**Data shown:**
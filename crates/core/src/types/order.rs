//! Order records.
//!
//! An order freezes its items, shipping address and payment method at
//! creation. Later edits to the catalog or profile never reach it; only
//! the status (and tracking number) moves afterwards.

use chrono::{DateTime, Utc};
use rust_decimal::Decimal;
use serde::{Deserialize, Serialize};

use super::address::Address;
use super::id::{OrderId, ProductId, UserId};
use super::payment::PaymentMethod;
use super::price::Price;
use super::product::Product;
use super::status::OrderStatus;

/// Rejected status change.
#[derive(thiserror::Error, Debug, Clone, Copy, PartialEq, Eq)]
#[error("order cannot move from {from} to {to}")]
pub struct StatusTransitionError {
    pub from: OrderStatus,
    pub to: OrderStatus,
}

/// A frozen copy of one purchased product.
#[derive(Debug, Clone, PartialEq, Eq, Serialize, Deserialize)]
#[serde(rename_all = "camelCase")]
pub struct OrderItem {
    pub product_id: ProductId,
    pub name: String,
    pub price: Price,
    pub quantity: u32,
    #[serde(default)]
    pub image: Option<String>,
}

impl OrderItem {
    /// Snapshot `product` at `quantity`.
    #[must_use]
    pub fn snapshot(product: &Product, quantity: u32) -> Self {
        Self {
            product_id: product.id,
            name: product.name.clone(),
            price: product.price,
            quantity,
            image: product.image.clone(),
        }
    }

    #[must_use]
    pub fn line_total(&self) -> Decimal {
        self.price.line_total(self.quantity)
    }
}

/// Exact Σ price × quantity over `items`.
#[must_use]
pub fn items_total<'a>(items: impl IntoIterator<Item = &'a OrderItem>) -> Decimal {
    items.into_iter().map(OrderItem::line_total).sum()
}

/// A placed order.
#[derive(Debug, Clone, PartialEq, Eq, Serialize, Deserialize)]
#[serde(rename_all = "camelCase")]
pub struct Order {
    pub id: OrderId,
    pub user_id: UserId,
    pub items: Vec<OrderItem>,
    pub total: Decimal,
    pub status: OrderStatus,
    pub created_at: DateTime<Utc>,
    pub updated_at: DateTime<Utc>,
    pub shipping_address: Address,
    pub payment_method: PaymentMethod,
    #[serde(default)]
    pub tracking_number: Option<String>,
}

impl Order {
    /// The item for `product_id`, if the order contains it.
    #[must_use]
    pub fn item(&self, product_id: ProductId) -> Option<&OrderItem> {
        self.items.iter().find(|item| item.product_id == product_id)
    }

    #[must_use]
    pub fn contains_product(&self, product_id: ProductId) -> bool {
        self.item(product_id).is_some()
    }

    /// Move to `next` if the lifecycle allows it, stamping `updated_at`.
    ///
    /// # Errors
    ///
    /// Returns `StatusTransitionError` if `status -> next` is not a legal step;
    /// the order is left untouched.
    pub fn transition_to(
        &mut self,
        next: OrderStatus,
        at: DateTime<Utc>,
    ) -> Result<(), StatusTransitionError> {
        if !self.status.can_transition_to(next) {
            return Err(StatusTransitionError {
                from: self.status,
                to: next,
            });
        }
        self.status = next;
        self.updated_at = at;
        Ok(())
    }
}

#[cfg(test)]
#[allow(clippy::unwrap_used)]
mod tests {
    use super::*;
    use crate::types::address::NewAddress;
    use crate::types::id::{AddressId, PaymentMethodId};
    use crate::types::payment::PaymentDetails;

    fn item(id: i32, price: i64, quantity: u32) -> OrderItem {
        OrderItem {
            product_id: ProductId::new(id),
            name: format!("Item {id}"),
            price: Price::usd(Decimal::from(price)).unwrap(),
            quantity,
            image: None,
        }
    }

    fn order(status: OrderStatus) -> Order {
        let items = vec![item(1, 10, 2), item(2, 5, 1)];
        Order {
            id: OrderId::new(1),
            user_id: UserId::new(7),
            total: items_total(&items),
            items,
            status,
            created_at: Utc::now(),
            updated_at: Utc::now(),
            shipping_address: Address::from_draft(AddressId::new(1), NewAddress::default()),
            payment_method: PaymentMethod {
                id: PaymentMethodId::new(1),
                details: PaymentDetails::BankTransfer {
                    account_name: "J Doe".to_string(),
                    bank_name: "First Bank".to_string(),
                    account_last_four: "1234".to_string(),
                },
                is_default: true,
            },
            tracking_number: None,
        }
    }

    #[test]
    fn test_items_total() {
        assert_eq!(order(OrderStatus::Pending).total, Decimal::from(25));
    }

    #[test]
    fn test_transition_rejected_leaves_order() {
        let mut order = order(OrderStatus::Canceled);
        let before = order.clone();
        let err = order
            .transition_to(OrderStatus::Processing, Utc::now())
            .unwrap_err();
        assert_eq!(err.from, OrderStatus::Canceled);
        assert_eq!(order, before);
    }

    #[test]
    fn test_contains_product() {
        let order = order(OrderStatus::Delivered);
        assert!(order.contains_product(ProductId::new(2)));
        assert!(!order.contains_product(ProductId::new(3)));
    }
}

**Your objective:** Transcribe all of the entries without alteration.

**Response:**
filename crates/core/src/types/order.rs
//! Order records.
//!
//! An order freezes its items, shipping address and payment method at
//! creation. Later edits to the catalog or profile never reach it; only
//! the status (and tracking number) moves afterwards.

use chrono::{DateTime, Utc};
use rust_decimal::Decimal;
use serde::{Deserialize, Serialize};

use super::address::Address;
use super::id::{OrderId, ProductId, UserId};
use super::payment::PaymentMethod;
use super::price::Price;
use super::product::Product;
use super::status::OrderStatus;

/// Rejected status change.
#[derive(thiserror::Error, Debug, Clone, Copy, PartialEq, Eq)]
#[error("order cannot move from {from} to {to}")]
pub struct StatusTransitionError {
    pub from: OrderStatus,
    pub to: OrderStatus,
}

/// A frozen copy of one purchased product.
#[derive(Debug, Clone, PartialEq, Eq, Serialize, Deserialize)]
#[serde(rename_all = "camelCase")]
pub struct OrderItem {
    pub product_id: ProductId,
    pub name: String,
    pub price: Price,
    pub quantity: u32,
    #[serde(default)]
    pub image: Option<String>,
}

impl OrderItem {
    /// Snapshot `product` at `quantity`.
    #[must_use]
    pub fn snapshot(product: &Product, quantity: u32) -> Self {
        Self {
            product_id: product.id,
            name: product.name.clone(),
            price: product.price,
            quantity,
            image: product.image.clone(),
        }
    }

    #[must_use]
    pub fn line_total(&self) -> Decimal {
        self.price.line_total(self.quantity)
    }
}

/// Exact Σ price × quantity over `items`.
#[must_use]
pub fn items_total<'a>(items: impl IntoIterator<Item = &'a OrderItem>) -> Decimal {
    items.into_iter().map(OrderItem::line_total).sum()
}

/// A placed order.
#[derive(Debug, Clone, PartialEq, Eq, Serialize, Deserialize)]
#[serde(rename_all = "camelCase")]
pub struct Order {
    pub id: OrderId,
    pub user_id: UserId,
    pub items: Vec<OrderItem>,
    pub total: Decimal,
    pub status: OrderStatus,
    pub created_at: DateTime<Utc>,
    pub updated_at: DateTime<Utc>,
    pub shipping_address: Address,
    pub payment_method: PaymentMethod,
    #[serde(default)]
    pub tracking_number: Option<String>,
}

impl Order {
    /// The item for `product_id`, if the order contains it.
    #[must_use]
    pub fn item(&self, product_id: ProductId) -> Option<&OrderItem> {
        self.items.iter().find(|item| item.product_id == product_id)
    }

    #[must_use]
    pub fn contains_product(&self, product_id: ProductId) -> bool {
        self.item(product_id).is_some()
    }

    /// Move to `next` if the lifecycle allows it, stamping `updated_at`.
    ///
    /// # Errors
    ///
    /// Returns `StatusTransitionError` if `status -> next` is not a legal step;
    /// the order is left untouched.
    pub fn transition_to(
        &mut self,
        next: OrderStatus,
        at: DateTime<Utc>,
    ) -> Result<(), StatusTransitionError> {
        if !self.status.can_transition_to(next) {
            return Err(StatusTransitionError {
                from: self.status,
                to: next,
            });
        }
        self.status = next;
        self.updated_at = at;
        Ok(())
    }
}

#[cfg(test)]
#[allow(clippy::unwrap_used)]
mod tests {
    use super::*;
    use crate::types::address::NewAddress;
    use crate::types::id::{AddressId, PaymentMethodId};
    use crate::types::payment::PaymentDetails;

    fn item(id: i32, price: i64, quantity: u32) -> OrderItem {
        OrderItem {
            product_id: ProductId::new(id),
            name: format!("Item {id}"),
            price: Price::usd(Decimal::from(price)).unwrap(),
            quantity,
            image: None,
        }
    }

    fn order(status: OrderStatus) -> Order {
        let items = vec![item(1, 10, 2), item(2, 5, 1)];
        Order {
            id: OrderId::new(1),
            user_id: UserId::new(7),
            total: items_total(&items),
            items,
            status,
            created_at: Utc::now(),
            updated_at: Utc::now(),
            shipping_address: Address::from_draft(AddressId::new(1), NewAddress::default()),
            payment_method: PaymentMethod {
                id: PaymentMethodId::new(1),
                details: PaymentDetails::BankTransfer {
                    account_name: "J Doe".to_string(),
                    bank_name: "First Bank".to_string(),
                    account_last_four: "1234".to_string(),
                },
                is_default: true,
            },
            tracking_number: None,
        }
    }

    #[test]
    fn test_items_total() {
        assert_eq!(order(OrderStatus::Pending).total, Decimal::from(25));
    }

    #[test]
    fn test_transition_rejected_leaves_order() {
        let mut order = order(OrderStatus::Canceled);
        let before = order.clone();
        let err = order
            .transition_to(OrderStatus::Processing, Utc::now())
            .unwrap_err();
        assert_eq!(err.from, OrderStatus::Canceled);
        assert_eq!(order, before);
    }

    #[test]
    fn test_contains_product() {
        let order = order(OrderStatus::Delivered);
        assert!(order.contains_product(ProductId::new(2)));
        assert!(!order.contains_product(ProductId::new(3)));
    }
}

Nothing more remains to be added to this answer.